Les ministres Afek restent au gouvernement, Chahed aurait-il dû les laisser partir ?

Les ministres Afek restent au gouvernement, Chahed aurait-il dû les laisser partir ?

 

La nouvelle n’a pas surpris. Youssef Chahed a décidé de garder les ministres et secrétaires d’Etat estampillés Afek Tounes en tant qu’indépendants au gouvernement alors qu’ils étaient venus lui demander de les « décharger » de leurs fonctions suite à la décision de leur parti de se retirer du Document de Carthage et dans la foulée du gouvernement d’union nationale. On voit, ainsi se reproduite le scénario Iyed Dahmani qui lui a anticipé la décision de son parti Al-Jomhouri en annonçant sa démission de cette formation.

La question qui se pose légitimement est : le chef du Gouvernement aurait-il dû laisser partir les membres du gouvernement membres d’Afek Tounés maintenant que ce parti se situe en dehors de la majorité. Rien n’oblige Youssef Chahed d’obtempérer aux ordres d’un parti politique quel qu’il soit, car ayant obtenu la confiance de l’Assemblée des représentants du peuple, c’est à elle, et elle seule qu’il doit des comptes.

Seule une motion de censure votée par l’ARP est à même de lui retirer, à lui et à son gouvernement, la confiance obtenue. Ceci sur le plan institutionnel, c'est-à-dire selon le texte de la Constitution et de la loi.

Pour autant qu’en est-il sur le plan politique ? Sur ce plan, la décision de Youssef Chahed de garder des ministres contre le gré de leur parti est discutable. Car on peut lui opposer le fait que ces membres du gouvernement ont été présentés par leur parti et que si celui-ci ne fait plus partie du gouvernement, ils sont obligés par la force des choses de quitter leurs fonctions.

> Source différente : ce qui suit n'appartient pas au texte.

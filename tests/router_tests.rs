use axum::{Router as AxumRouter, extract::State, http::StatusCode, routing::get};
use compyle::CompyleError;
use compyle::api::http_client;
use compyle::api::{Endpoint, RequestBody, Router};
use reqwest::Method;
use reqwest::header::HeaderMap;
use std::sync::Arc;
use std::sync::atomic::{AtomicUsize, Ordering};
use tokio::net::TcpListener;

/// Answers `failures` times with `status`, then 200.
#[derive(Clone)]
struct Flaky {
    hits: Arc<AtomicUsize>,
    failures: usize,
    status: StatusCode,
}

async fn flaky(State(flaky): State<Flaky>) -> (StatusCode, &'static str) {
    let hit = flaky.hits.fetch_add(1, Ordering::SeqCst);
    if hit < flaky.failures {
        (flaky.status, "unavailable")
    } else {
        (StatusCode::OK, "{}")
    }
}

async fn serve(failures: usize, status: StatusCode) -> (Router, Arc<AtomicUsize>) {
    let hits = Arc::new(AtomicUsize::new(0));
    let app = AxumRouter::new().route("/api/things", get(flaky)).with_state(Flaky {
        hits: hits.clone(),
        failures,
        status,
    });
    let listener = TcpListener::bind("127.0.0.1:0")
        .await
        .expect("bind fake api");
    let addr = listener.local_addr().expect("local addr");
    tokio::spawn(async move {
        let _ = axum::serve(listener, app).await;
    });

    let mut router = Router::new(http_client().expect("http client"), false);
    router
        .register(
            "things",
            Endpoint::new(&format!("http://{addr}/api"), "things", &[], &[]).expect("endpoint"),
        )
        .expect("register");
    (router, hits)
}

async fn get_things(router: &Router) -> Result<reqwest::Response, CompyleError> {
    router
        .request(Method::GET, "things", HeaderMap::new(), RequestBody::Empty, &[])
        .await
}

#[tokio::test]
async fn server_errors_are_retried_then_reported() {
    let (router, hits) = serve(usize::MAX, StatusCode::SERVICE_UNAVAILABLE).await;

    let err = get_things(&router).await.expect_err("upstream keeps failing");
    assert!(matches!(
        err,
        CompyleError::UpstreamStatus { status, ref endpoint, ref body }
            if status == reqwest::StatusCode::SERVICE_UNAVAILABLE
                && endpoint == "things"
                && body == "unavailable"
    ));
    // First attempt plus three retries.
    assert_eq!(hits.load(Ordering::SeqCst), 4);
}

#[tokio::test]
async fn transient_server_error_recovers() {
    let (router, hits) = serve(1, StatusCode::BAD_GATEWAY).await;

    let response = get_things(&router).await.expect("second attempt succeeds");
    assert_eq!(response.status(), reqwest::StatusCode::OK);
    assert_eq!(hits.load(Ordering::SeqCst), 2);
}

#[tokio::test]
async fn client_errors_are_not_retried() {
    let (router, hits) = serve(usize::MAX, StatusCode::NOT_FOUND).await;

    let err = get_things(&router).await.expect_err("not found");
    assert!(matches!(
        err,
        CompyleError::UpstreamStatus { status, .. } if status == reqwest::StatusCode::NOT_FOUND
    ));
    assert_eq!(hits.load(Ordering::SeqCst), 1);
}
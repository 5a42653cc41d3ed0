//! Title, description and tags of a compilation.

use crate::types::clip::{Clip, broadcaster_url};

/// `MM:SS` of an offset in seconds; minutes are not wrapped into hours.
pub fn format_timestamp(seconds: f64) -> String {
    let total = seconds.max(0.0) as u64;
    format!("{:02}:{:02}", total / 60, total % 60)
}

#[derive(Debug, Clone, Default, PartialEq)]
pub struct Timeline {
    /// `MM:SS <broadcaster>` at the start of each clip.
    pub timestamps: Vec<String>,
    /// `<broadcaster> - <url>`, once per broadcaster.
    pub credits: Vec<String>,
    /// Seconds.
    pub duration: f64,
}

impl Timeline {
    /// Build the timeline of `segments`, each a clip and the seconds it lasts
    /// in the final video.
    pub fn new<'a>(segments: impl IntoIterator<Item = (&'a Clip, f64)>) -> Self {
        let mut timeline = Self::default();
        for (clip, duration) in segments {
            timeline.timestamps.push(format!(
                "{} {}",
                format_timestamp(timeline.duration),
                clip.broadcaster_name
            ));
            let url = clip
                .broadcaster_url
                .clone()
                .unwrap_or_else(|| broadcaster_url(&clip.broadcaster_name));
            let credit = format!("{} - {}", clip.broadcaster_name, url);
            if !timeline.credits.contains(&credit) {
                timeline.credits.push(credit);
            }
            timeline.duration += duration;
        }
        timeline
    }

    pub fn description(&self) -> String {
        format!(
            "🎥 Credits:\n{}\n\n⌚ Timestamps:\n{}",
            self.credits.join("\n"),
            self.timestamps.join("\n")
        )
    }
}

/// The top clip title, uppercased.
pub fn title(clips: &[Clip]) -> String {
    clips
        .first()
        .map(|c| c.title.trim().to_uppercase())
        .unwrap_or_default()
}

pub fn tags(clips: &[Clip]) -> Vec<String> {
    let mut tags = vec!["twitch".to_string(), "clips".to_string()];
    for clip in clips {
        if !tags.contains(&clip.broadcaster_name) {
            tags.push(clip.broadcaster_name.clone());
        }
    }
    tags
}

#[cfg(test)]
mod tests {
    use super::*;
    use crate::types::clip::fixtures::clip;

    #[test]
    fn timestamps_are_zero_padded() {
        assert_eq!(format_timestamp(0.0), "00:00");
        assert_eq!(format_timestamp(59.9), "00:59");
        assert_eq!(format_timestamp(61.0), "01:01");
        assert_eq!(format_timestamp(6000.0), "100:00");
    }

    #[test]
    fn description_lists_credits_and_timestamps() {
        let a = clip("a", "gotaga", 300);
        let b = clip("b", "kameto", 200);
        let c = clip("c", "gotaga", 100);
        let timeline = Timeline::new([(&a, 25.5), (&b, 40.0), (&c, 10.0)]);

        assert_eq!(timeline.timestamps, vec!["00:00 gotaga", "00:25 kameto", "01:05 gotaga"]);
        assert_eq!(timeline.duration, 75.5);
        assert_eq!(
            timeline.description(),
            "🎥 Credits:\ngotaga - https://www.twitch.tv/gotaga\nkameto - https://www.twitch.tv/kameto\n\n⌚ Timestamps:\n00:00 gotaga\n00:25 kameto\n01:05 gotaga"
        );
    }

    #[test]
    fn title_and_tags_follow_the_top_clip() {
        let mut top = clip("a", "gotaga", 300);
        top.title = "quel ace !".to_string();
        let clips = vec![top, clip("b", "kameto", 200), clip("c", "gotaga", 100)];
        assert_eq!(title(&clips), "QUEL ACE !");
        assert_eq!(tags(&clips), vec!["twitch", "clips", "gotaga", "kameto"]);
        assert_eq!(title(&[]), "");
    }
}
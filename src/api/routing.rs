//! Named HTTP endpoints and a small router performing requests against them.
//!
//! An [`Endpoint`] is a base URL, a slug and the query parameters it accepts.
//! A [`Router`] maps namespaces to endpoints and sends requests with retries,
//! rate limiting and request logging.

use crate::error::{CompyleError, IsRetryable, Result};
use backon::{ExponentialBuilder, Retryable};
use bytes::Bytes;
use governor::{DefaultDirectRateLimiter, Quota, RateLimiter};
use reqwest::header::{CONTENT_TYPE, HeaderMap, HeaderValue};
use reqwest::{Method, Response};
use serde_json::Value;
use std::collections::{BTreeMap, BTreeSet};
use std::num::NonZeroU32;
use std::sync::Arc;
use std::time::{Duration, Instant};
use tracing::{debug, info, warn};
use url::Url;

/// Query parameters, in order. Keys may repeat (`id=a&id=b`).
pub type Query<'a> = [(&'a str, String)];

fn default_retry_policy() -> ExponentialBuilder {
    ExponentialBuilder::default()
        .with_min_delay(Duration::from_millis(500))
        .with_max_delay(Duration::from_secs(3))
        .with_max_times(3)
        .with_jitter()
}

#[derive(Debug, Clone, PartialEq)]
pub struct Endpoint {
    base_url: Url,
    slug: String,
    required: BTreeSet<String>,
    optional: BTreeSet<String>,
}

impl Endpoint {
    pub fn new(base_url: &str, slug: &str, required: &[&str], optional: &[&str]) -> Result<Self> {
        let required: BTreeSet<String> = required.iter().map(|p| p.to_string()).collect();
        let optional: BTreeSet<String> = optional.iter().map(|p| p.to_string()).collect();
        let overlap: Vec<String> = required.intersection(&optional).cloned().collect();
        if !overlap.is_empty() {
            return Err(CompyleError::OverlappingParams(overlap));
        }
        Ok(Self {
            base_url: Url::parse(base_url)?,
            slug: slug.to_string(),
            required,
            optional,
        })
    }

    pub fn slug(&self) -> &str {
        &self.slug
    }

    pub fn url(&self) -> Result<Url> {
        let slug = self.slug.trim_start_matches('/');
        if slug.is_empty() {
            return Ok(self.base_url.clone());
        }
        let base = self.base_url.as_str().trim_end_matches('/');
        Ok(Url::parse(&format!("{base}/{slug}"))?)
    }

    /// Full URL for `query`. Unknown parameters and empty optional ones are
    /// dropped; every required parameter must be present and non-empty.
    pub fn build_url(&self, query: &Query<'_>) -> Result<Url> {
        let mut missing: Vec<String> = self
            .required
            .iter()
            .filter(|name| {
                !query
                    .iter()
                    .any(|(key, value)| *key == name.as_str() && !value.is_empty())
            })
            .cloned()
            .collect();
        if !missing.is_empty() {
            missing.sort();
            return Err(CompyleError::MissingParams(missing));
        }

        let mut url = self.url()?;
        let kept: Vec<&(&str, String)> = query
            .iter()
            .filter(|(key, value)| {
                let known = self.required.contains(*key) || self.optional.contains(*key);
                if !known {
                    debug!(endpoint = %self.slug, param = %key, "dropping unknown parameter");
                }
                known && !value.is_empty()
            })
            .collect();
        if !kept.is_empty() {
            let mut pairs = url.query_pairs_mut();
            for (key, value) in kept {
                pairs.append_pair(key, value);
            }
        }
        Ok(url)
    }
}

/// Payload of a request.
#[derive(Debug, Clone, Default)]
pub enum RequestBody {
    #[default]
    Empty,
    Json(Value),
    Bytes { content_type: String, data: Bytes },
}

pub struct Router {
    routes: BTreeMap<String, Endpoint>,
    trailing_slash: bool,
    client: reqwest::Client,
    limiter: Option<Arc<DefaultDirectRateLimiter>>,
    retry: ExponentialBuilder,
    timeout: Duration,
}

impl Router {
    pub fn new(client: reqwest::Client, trailing_slash: bool) -> Self {
        Self {
            routes: BTreeMap::new(),
            trailing_slash,
            client,
            limiter: None,
            retry: default_retry_policy(),
            timeout: Duration::from_secs(30),
        }
    }

    pub fn with_rate_limit(mut self, per_minute: NonZeroU32) -> Self {
        self.limiter = Some(Arc::new(RateLimiter::direct(Quota::per_minute(per_minute))));
        self
    }

    pub fn with_timeout(mut self, timeout: Duration) -> Self {
        self.timeout = timeout;
        self
    }

    pub fn client(&self) -> &reqwest::Client {
        &self.client
    }

    pub fn register(&mut self, namespace: &str, endpoint: Endpoint) -> Result<()> {
        let namespace = namespace.trim();
        if namespace.is_empty() {
            return Err(CompyleError::MalformedNamespace);
        }
        self.routes.insert(namespace.to_string(), endpoint);
        Ok(())
    }

    pub fn is_registered(&self, namespace: &str) -> bool {
        self.routes.contains_key(namespace)
    }

    /// Registered namespaces, sorted.
    pub fn registered(&self) -> Vec<&str> {
        self.routes.keys().map(String::as_str).collect()
    }

    pub fn endpoint(&self, namespace: &str) -> Result<&Endpoint> {
        self.routes
            .get(namespace)
            .ok_or_else(|| CompyleError::UnknownRoute(namespace.to_string()))
    }

    pub fn route(&self, namespace: &str, query: &Query<'_>) -> Result<Url> {
        let mut url = self.endpoint(namespace)?.build_url(query)?;
        let path = url.path().to_string();
        if self.trailing_slash {
            if !path.ends_with('/') {
                url.set_path(&format!("{path}/"));
            }
        } else if path.len() > 1 && path.ends_with('/') {
            url.set_path(path.trim_end_matches('/'));
        }
        Ok(url)
    }

    /// Request a registered endpoint and return the successful response.
    pub async fn request(
        &self,
        method: Method,
        namespace: &str,
        headers: HeaderMap,
        body: RequestBody,
        query: &Query<'_>,
    ) -> Result<Response> {
        let url = self.route(namespace, query)?;
        let label = self.endpoint(namespace)?.slug().to_string();
        self.execute(method, &label, url, headers, body).await
    }

    /// Request an arbitrary URL (e.g. a resumable upload session) with the
    /// router's retry, rate limit and timeout.
    pub async fn execute(
        &self,
        method: Method,
        label: &str,
        url: Url,
        headers: HeaderMap,
        body: RequestBody,
    ) -> Result<Response> {
        (|| async { self.send_once(method.clone(), label, url.clone(), &headers, &body).await })
            .retry(self.retry)
            .when(|e: &CompyleError| e.is_retryable())
            .notify(|err, dur: Duration| {
                warn!(endpoint = %label, "request retrying after error {}, sleeping {:?}", err, dur);
            })
            .await
    }

    async fn send_once(
        &self,
        method: Method,
        label: &str,
        url: Url,
        headers: &HeaderMap,
        body: &RequestBody,
    ) -> Result<Response> {
        if let Some(limiter) = &self.limiter {
            limiter.until_ready().await;
        }

        let mut builder = self
            .client
            .request(method.clone(), url)
            .headers(headers.clone())
            .timeout(self.timeout);
        builder = match body {
            RequestBody::Empty => builder,
            RequestBody::Json(value) => builder.json(value),
            RequestBody::Bytes { content_type, data } => {
                let content_type = HeaderValue::from_str(content_type)
                    .map_err(|e| CompyleError::UnexpectedResponse(e.to_string()))?;
                builder.header(CONTENT_TYPE, content_type).body(data.clone())
            }
        };

        let started = Instant::now();
        let response = builder.send().await?;
        let status = response.status();
        info!(
            method = %method,
            endpoint = %label,
            status = status.as_u16(),
            elapsed_ms = started.elapsed().as_millis() as u64,
            "request completed"
        );

        if status.is_success() {
            return Ok(response);
        }
        let body = response.text().await.unwrap_or_default();
        Err(CompyleError::UpstreamStatus {
            status,
            endpoint: label.to_string(),
            body,
        })
    }
}

/// Query parameters of `url`, in order.
pub fn extract_url_params(url: &Url) -> Vec<(String, String)> {
    url.query_pairs()
        .map(|(k, v)| (k.into_owned(), v.into_owned()))
        .collect()
}

/// `url` with `params` merged into its query; a given key replaces every
/// existing value of that key.
pub fn add_url_params(url: &Url, params: &Query<'_>) -> Url {
    let mut merged: Vec<(String, String)> = extract_url_params(url)
        .into_iter()
        .filter(|(key, _)| !params.iter().any(|(k, _)| k == key))
        .collect();
    merged.extend(params.iter().map(|(k, v)| (k.to_string(), v.clone())));

    let mut out = url.clone();
    out.set_query(None);
    if !merged.is_empty() {
        out.query_pairs_mut().extend_pairs(merged);
    }
    out
}

#[cfg(test)]
mod tests {
    use super::*;

    fn clips_endpoint() -> Endpoint {
        Endpoint::new(
            "https://api.twitch.tv/helix",
            "/clips",
            &[],
            &["game_id", "first", "after", "id"],
        )
        .expect("endpoint should build")
    }

    #[test]
    fn overlapping_parameters_are_rejected() {
        let err = Endpoint::new("https://example.com", "a", &["id", "part"], &["part"])
            .expect_err("overlap must fail");
        assert!(matches!(err, CompyleError::OverlappingParams(p) if p == vec!["part".to_string()]));
    }

    #[test]
    fn build_url_drops_unknown_and_empty_params() {
        let url = clips_endpoint()
            .build_url(&[
                ("game_id", "21779".to_string()),
                ("after", String::new()),
                ("broadcaster_login", "gotaga".to_string()),
            ])
            .expect("url should build");
        assert_eq!(url.as_str(), "https://api.twitch.tv/helix/clips?game_id=21779");
    }

    #[test]
    fn build_url_keeps_repeated_keys() {
        let url = clips_endpoint()
            .build_url(&[("id", "a".to_string()), ("id", "b".to_string())])
            .expect("url should build");
        assert_eq!(url.query(), Some("id=a&id=b"));
    }

    #[test]
    fn build_url_lists_missing_required_params() {
        let endpoint = Endpoint::new(
            "https://www.googleapis.com/upload/youtube/v3",
            "videos",
            &["uploadType", "part"],
            &["notifySubscribers"],
        )
        .expect("endpoint should build");
        let err = endpoint
            .build_url(&[("uploadType", String::new())])
            .expect_err("missing params must fail");
        assert!(matches!(
            err,
            CompyleError::MissingParams(p) if p == vec!["part".to_string(), "uploadType".to_string()]
        ));
    }

    #[test]
    fn trailing_slash_policy_applies_both_ways() {
        let mut with_slash = Router::new(reqwest::Client::new(), true);
        with_slash.register("clips", clips_endpoint()).expect("register");
        assert_eq!(
            with_slash.route("clips", &[]).expect("route").as_str(),
            "https://api.twitch.tv/helix/clips/"
        );

        let mut without = Router::new(reqwest::Client::new(), false);
        without
            .register(
                "games",
                Endpoint::new("https://api.twitch.tv/helix/", "games/", &[], &[]).expect("endpoint"),
            )
            .expect("register");
        assert_eq!(
            without.route("games", &[]).expect("route").as_str(),
            "https://api.twitch.tv/helix/games"
        );
    }

    #[test]
    fn unknown_and_blank_routes_fail() {
        let mut router = Router::new(reqwest::Client::new(), false);
        assert!(matches!(
            router.register("  ", clips_endpoint()),
            Err(CompyleError::MalformedNamespace)
        ));
        router.register("clips", clips_endpoint()).expect("register");
        router.register("auth", clips_endpoint()).expect("register");
        assert_eq!(router.registered(), vec!["auth", "clips"]);
        assert!(router.is_registered("clips"));
        assert!(matches!(
            router.route("games", &[]),
            Err(CompyleError::UnknownRoute(name)) if name == "games"
        ));
    }

    #[test]
    fn url_params_are_merged() {
        let url = Url::parse("https://example.com/cb?a=1&b=2&a=3").expect("url");
        assert_eq!(
            extract_url_params(&url),
            vec![
                ("a".to_string(), "1".to_string()),
                ("b".to_string(), "2".to_string()),
                ("a".to_string(), "3".to_string()),
            ]
        );
        let merged = add_url_params(&url, &[("a", "9".to_string()), ("c", "x y".to_string())]);
        assert_eq!(merged.query(), Some("b=2&a=9&c=x+y"));
    }
}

Là, il faut bien dire qu’il y a des choses à préciser. En effet pour le parallélisme des formes, c’est le président du parti Afek en l’occurrence Yassine Brahim qui aurait dû demander audience au président de la République en sa qualité d’initiateur du gouvernement d’union nationale pour l’informer de la décision de son parti de se retirer du Document de Carthage, lequel a été élaboré et signé au palais de Carthage sous l’égide du Chef de l’Etat. Ensuite,

il aurait dû se présenter au locataire de la Kasbah pour l’informer de la décision du parti de se retirer du gouvernement. Ainsi il aura officialisé le départ d’Afek du gouvernement.

Le fait que Youssef Chahe ait reçu  les membres concernés de son gouvernement, qui eux-mêmes lui ont demandé de les « décharger » de leurs fonctions et non pour lui  présenter leur "démission" a donné à ce dernier la faculté de ne pas accepter leur départ et de les maintenir en tant qu’indépendants, d’autant plus qu’il compte au sein de son équipe ceux qui se réclament de cette étiquette.

Ainsi le fond et la forme sont saufs. Du moins en attendant la réaction de la direction du parti concerné et des autres composantes de la coalition gouvernementale.

Mais par delà le cas Afek Tounés, Youssef Chahed a bien raison de ne pas accéder à la demande de ce parti car il aurait créé un dangereux précédent et même une jurisprudence à laquelle il n’aurait plus la possibilité d’échapper. Ainsi il deviendrait un jouet entre les mains des chefs de parti qui pour un oui ou un non peuvent mettre en péril son gouvernement.

Et si demain d’autres partis pour des calculs politiques ou par machiavélisme décident de lui faire faux bond, il n’est plus contraint de les suivre. Ils doivent réfléchir à deux fois avant de s’engager dans une telle mésaventure.

Un gouvernement pour réussir a besoin de stabilité, car seul le temps peut lui permettre de réaliser ses objectifs. Mais parler à tout bout de champ de remaniement sinon agir pour qu’il survienne est un mauvais service qu’on rend à la démocratie. C’est aussi un très mauvais service qu’on rend au pays.